Razia Said (born December 1, 1959) is a singer, songwriter, and activist from Antalaha, Madagascar.  Razia's music draws on her African influences, such as Fela Kuti and Papa Wemba, while incorporating R&B and Jazz, which she found upon moving to New York City in 1987.    

Razia is a nomad, spending time in Africa, France, Italy, Ibiza, Bali, and New York City.

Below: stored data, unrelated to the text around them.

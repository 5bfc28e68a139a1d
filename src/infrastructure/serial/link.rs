use crate::core::cancellation::CancellationToken;
use crate::domain::error::{BridgeError, BridgeResult};
use crate::domain::frame::{normalize, Frame, DEFAULT_MAX_FRAME_LEN};
use crate::infrastructure::serial::device::{LineReader, SerialDevice, SerialOpener};
use serde::{Deserialize, Serialize};
use std::io::Write;
use std::sync::atomic::{AtomicU64, Ordering};
use std::sync::Arc;
use std::time::Duration;
use tokio::sync::{Mutex, RwLock};
use tracing::{debug, info, warn};

/// Connection state of the serial endpoint
#[derive(Debug, Clone, Copy, PartialEq, Eq, Serialize, Deserialize)]
pub enum SerialEndpointState {
    Disconnected,
    Connecting,
    Connected,
}

impl std::fmt::Display for SerialEndpointState {
    fn fmt(&self, f: &mut std::fmt::Formatter<'_>) -> std::fmt::Result {
        match self {
            SerialEndpointState::Disconnected => write!(f, "Disconnected"),
            SerialEndpointState::Connecting => write!(f, "Connecting"),
            SerialEndpointState::Connected => write!(f, "Connected"),
        }
    }
}

/// Owns the connection to the serial device.
///
/// Reads and the reconnect procedure belong to the serial-to-network pump;
/// the other pump only calls [`SerialLink::write_frame`].
pub struct SerialLink {
    opener: Arc<dyn SerialOpener>,
    read_timeout: Duration,
    reconnect_delay: Duration,
    max_frame_len: usize,
    state: RwLock<SerialEndpointState>,
    reader: Mutex<Option<LineReader>>,
    writer: Mutex<Option<Box<dyn SerialDevice>>>,
    undecodable: AtomicU64,
}

impl SerialLink {
    pub fn new(opener: Arc<dyn SerialOpener>, read_timeout: Duration, reconnect_delay: Duration) -> Self {
        Self {
            opener,
            read_timeout,
            reconnect_delay,
            max_frame_len: DEFAULT_MAX_FRAME_LEN,
            state: RwLock::new(SerialEndpointState::Disconnected),
            reader: Mutex::new(None),
            writer: Mutex::new(None),
            undecodable: AtomicU64::new(0),
        }
    }

    /// Cut device lines that run longer than `max_frame_len` bytes
    pub fn with_max_frame_len(mut self, max_frame_len: usize) -> Self {
        self.max_frame_len = max_frame_len;
        self
    }

    /// Lines dropped because they were not valid UTF-8
    pub fn undecodable_frames(&self) -> u64 {
        self.undecodable.load(Ordering::Relaxed)
    }

    pub async fn state(&self) -> SerialEndpointState {
        *self.state.read().await
    }

    pub async fn is_open(&self) -> bool {
        self.state().await == SerialEndpointState::Connected
    }

    /// Open the device, retrying until it succeeds or `token` is cancelled.
    ///
    /// Returns `Ok(false)` when cancelled before the device could be opened.
    /// Only configuration errors are returned as `Err`.
    pub async fn open(&self, token: &CancellationToken) -> BridgeResult<bool> {
        if self.is_open().await {
            return Ok(true);
        }

        let target = self.opener.describe();
        let mut attempts: u64 = 0;

        loop {
            if token.is_cancelled() {
                self.set_state(SerialEndpointState::Disconnected).await;
                return Ok(false);
            }

            self.set_state(SerialEndpointState::Connecting).await;
            attempts += 1;

            let opener = Arc::clone(&self.opener);
            let opened = tokio::task::spawn_blocking(move || opener.open())
                .await
                .map_err(|e| BridgeError::serial_link(format!("open task failed: {}", e)))?;

            let failure = match opened {
                Ok(device) => match device.try_clone_device() {
                    Ok(writer) => {
                        *self.reader.lock().await = Some(LineReader::new(device, self.max_frame_len));
                        *self.writer.lock().await = Some(writer);
                        self.set_state(SerialEndpointState::Connected).await;
                        info!("Serial device {} opened after {} attempt(s)", target, attempts);
                        return Ok(true);
                    }
                    Err(e) => BridgeError::serial_link(format!("cannot clone device handle: {}", e)),
                },
                Err(e) if e.is_fatal() => {
                    self.set_state(SerialEndpointState::Disconnected).await;
                    return Err(e);
                }
                Err(e) => e,
            };

            if attempts == 1 {
                warn!("Failed to open serial device {}: {}; retrying", target, failure);
            } else {
                debug!("Serial open attempt {} for {} failed: {}", attempts, target, failure);
            }

            let slept = token
                .run_until_cancelled(tokio::time::sleep(self.reconnect_delay))
                .await;
            if slept.is_none() {
                self.set_state(SerialEndpointState::Disconnected).await;
                return Ok(false);
            }
        }
    }

    /// Read one frame, waiting at most the configured read timeout.
    ///
    /// `Ok(None)` on timeout or when the received bytes were not valid text.
    pub async fn read_frame(&self) -> BridgeResult<Option<Frame>> {
        let mut slot = self.reader.lock().await;
        let mut reader = slot
            .take()
            .ok_or_else(|| BridgeError::serial_link("serial port is not open"))?;

        let timeout = self.read_timeout;
        let (reader, result) = tokio::task::spawn_blocking(move || {
            let result = reader.read_line(timeout);
            (reader, result)
        })
        .await
        .map_err(|e| BridgeError::serial_link(format!("read task failed: {}", e)))?;

        match result {
            Ok(Some(bytes)) => {
                *slot = Some(reader);
                match normalize(&bytes) {
                    Ok(frame) => Ok(Some(frame)),
                    Err(e) => {
                        self.undecodable.fetch_add(1, Ordering::Relaxed);
                        warn!("Dropping undecodable serial frame {}: {}", hex::encode(&bytes), e);
                        Ok(None)
                    }
                }
            }
            Ok(None) => {
                *slot = Some(reader);
                Ok(None)
            }
            Err(e) => {
                drop(slot);
                self.set_state(SerialEndpointState::Disconnected).await;
                Err(BridgeError::serial_link(format!("read failed: {}", e)))
            }
        }
    }

    /// Normalize `raw` and write it to the device.
    ///
    /// The write runs on a blocking thread; flow control can hold it for up
    /// to the port timeout.
    pub async fn write_frame<T: AsRef<[u8]>>(&self, raw: T) -> BridgeResult<Frame> {
        let frame = normalize(raw)?;

        let mut slot = self.writer.lock().await;
        let mut device = slot
            .take()
            .ok_or_else(|| BridgeError::serial_link("serial port is not open"))?;

        let bytes = frame.as_bytes().to_vec();
        let (device, written) = tokio::task::spawn_blocking(move || {
            let written = device.write_all(&bytes).and_then(|_| device.flush());
            (device, written)
        })
        .await
        .map_err(|e| BridgeError::serial_link(format!("write task failed: {}", e)))?;

        if let Err(e) = written {
            drop(slot);
            self.set_state(SerialEndpointState::Disconnected).await;
            return Err(BridgeError::serial_link(format!("write failed: {}", e)));
        }

        *slot = Some(device);
        debug!("Wrote {} bytes to serial device", frame.len());
        Ok(frame)
    }

    /// Release the device. Safe to call repeatedly.
    pub async fn close(&self) {
        let reader = self.reader.lock().await.take();
        let writer = self.writer.lock().await.take();
        self.set_state(SerialEndpointState::Disconnected).await;

        if reader.is_some() || writer.is_some() {
            info!("Serial device {} closed", self.opener.describe());
        }
    }

    async fn set_state(&self, next: SerialEndpointState) {
        let mut state = self.state.write().await;
        if *state != next {
            debug!("Serial endpoint {} -> {}", *state, next);
            *state = next;
        }
    }
}

#[cfg(test)]
mod tests {
    use super::*;
    use crate::infrastructure::serial::fake::{FakeRead, FakeSerial};

    fn link_for(fake: &FakeSerial) -> SerialLink {
        SerialLink::new(
            Arc::new(fake.clone()),
            Duration::from_millis(100),
            Duration::from_millis(10),
        )
    }

    #[tokio::test]
    async fn test_open_retries_until_device_appears() {
        let fake = FakeSerial::new();
        fake.fail_next_opens(3);
        let link = link_for(&fake);

        let token = CancellationToken::new();
        assert!(link.open(&token).await.unwrap());
        assert_eq!(link.state().await, SerialEndpointState::Connected);
        assert_eq!(fake.open_count(), 1);

        // Already open: no second device handle.
        assert!(link.open(&token).await.unwrap());
        assert_eq!(fake.open_count(), 1);
    }

    #[tokio::test]
    async fn test_open_stops_when_cancelled() {
        let fake = FakeSerial::new();
        fake.fail_next_opens(usize::MAX);
        let link = link_for(&fake);

        let token = CancellationToken::new();
        let canceller = {
            let token = token.clone();
            tokio::spawn(async move {
                tokio::time::sleep(Duration::from_millis(50)).await;
                token.cancel();
            })
        };

        assert!(!link.open(&token).await.unwrap());
        assert_eq!(link.state().await, SerialEndpointState::Disconnected);
        canceller.await.unwrap();
    }

    #[tokio::test]
    async fn test_read_frame_normalizes() {
        let fake = FakeSerial::new();
        fake.push_line("{\"t\":1}\r\n");
        let link = link_for(&fake);
        link.open(&CancellationToken::new()).await.unwrap();

        let frame = link.read_frame().await.unwrap().unwrap();
        assert_eq!(frame.as_str(), "{\"t\":1}\n");

        // Nothing else scripted: times out quietly.
        assert!(link.read_frame().await.unwrap().is_none());
    }

    #[tokio::test]
    async fn test_undecodable_input_is_dropped() {
        let fake = FakeSerial::new();
        fake.push_read(FakeRead::Data(vec![0xff, 0xfe, b'\n']));
        fake.push_line("ok\n");
        let link = link_for(&fake);
        link.open(&CancellationToken::new()).await.unwrap();

        assert!(link.read_frame().await.unwrap().is_none());
        assert_eq!(link.undecodable_frames(), 1);
        assert_eq!(link.read_frame().await.unwrap().unwrap().as_str(), "ok\n");
    }

    #[tokio::test]
    async fn test_device_failure_disconnects() {
        let fake = FakeSerial::new();
        fake.push_read(FakeRead::Fail(std::io::ErrorKind::BrokenPipe));
        let link = link_for(&fake);
        link.open(&CancellationToken::new()).await.unwrap();

        let err = link.read_frame().await.unwrap_err();
        assert!(matches!(err, BridgeError::Link { .. }));
        assert_eq!(link.state().await, SerialEndpointState::Disconnected);

        link.close().await;
        assert!(link.open(&CancellationToken::new()).await.unwrap());
        assert_eq!(fake.open_count(), 2);
    }

    #[tokio::test]
    async fn test_write_requires_open_link() {
        let fake = FakeSerial::new();
        let link = link_for(&fake);

        let err = link.write_frame("{\"b\":2}").await.unwrap_err();
        assert!(matches!(err, BridgeError::Link { .. }));

        link.open(&CancellationToken::new()).await.unwrap();
        link.write_frame("{\"b\":2}\r\nrest").await.unwrap();
        assert_eq!(fake.writes(), vec![b"{\"b\":2}\n".to_vec()]);
    }

    #[tokio::test]
    async fn test_long_device_line_split() {
        let fake = FakeSerial::new();
        fake.push_line("0123456789\n");
        let link = link_for(&fake).with_max_frame_len(6);
        link.open(&CancellationToken::new()).await.unwrap();

        assert_eq!(link.read_frame().await.unwrap().unwrap().as_str(), "012345\n");
        assert_eq!(link.read_frame().await.unwrap().unwrap().as_str(), "6789\n");
    }

    #[tokio::test]
    async fn test_close_is_idempotent() {
        let fake = FakeSerial::new();
        let link = link_for(&fake);
        link.open(&CancellationToken::new()).await.unwrap();

        link.close().await;
        link.close().await;
        assert_eq!(link.state().await, SerialEndpointState::Disconnected);
        assert!(link.read_frame().await.is_err());
    }
}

Before recording Zebu Nation, Razia recorded her earlier material, Magical, released in 2006 upon moving to NYC. Despite the excitement of fixing her work to a disc, Razia was unsatisfied.  After many trips back to her home country of Madagascar, Razia had the opportunity to meet with one of the country's most prominent acts, Njava.  Razia's time recording in Madagascar inspired her to write and record songs in the Malagasy languagewhile incorporating many of the familiar sounds and melodies with which she grew up.   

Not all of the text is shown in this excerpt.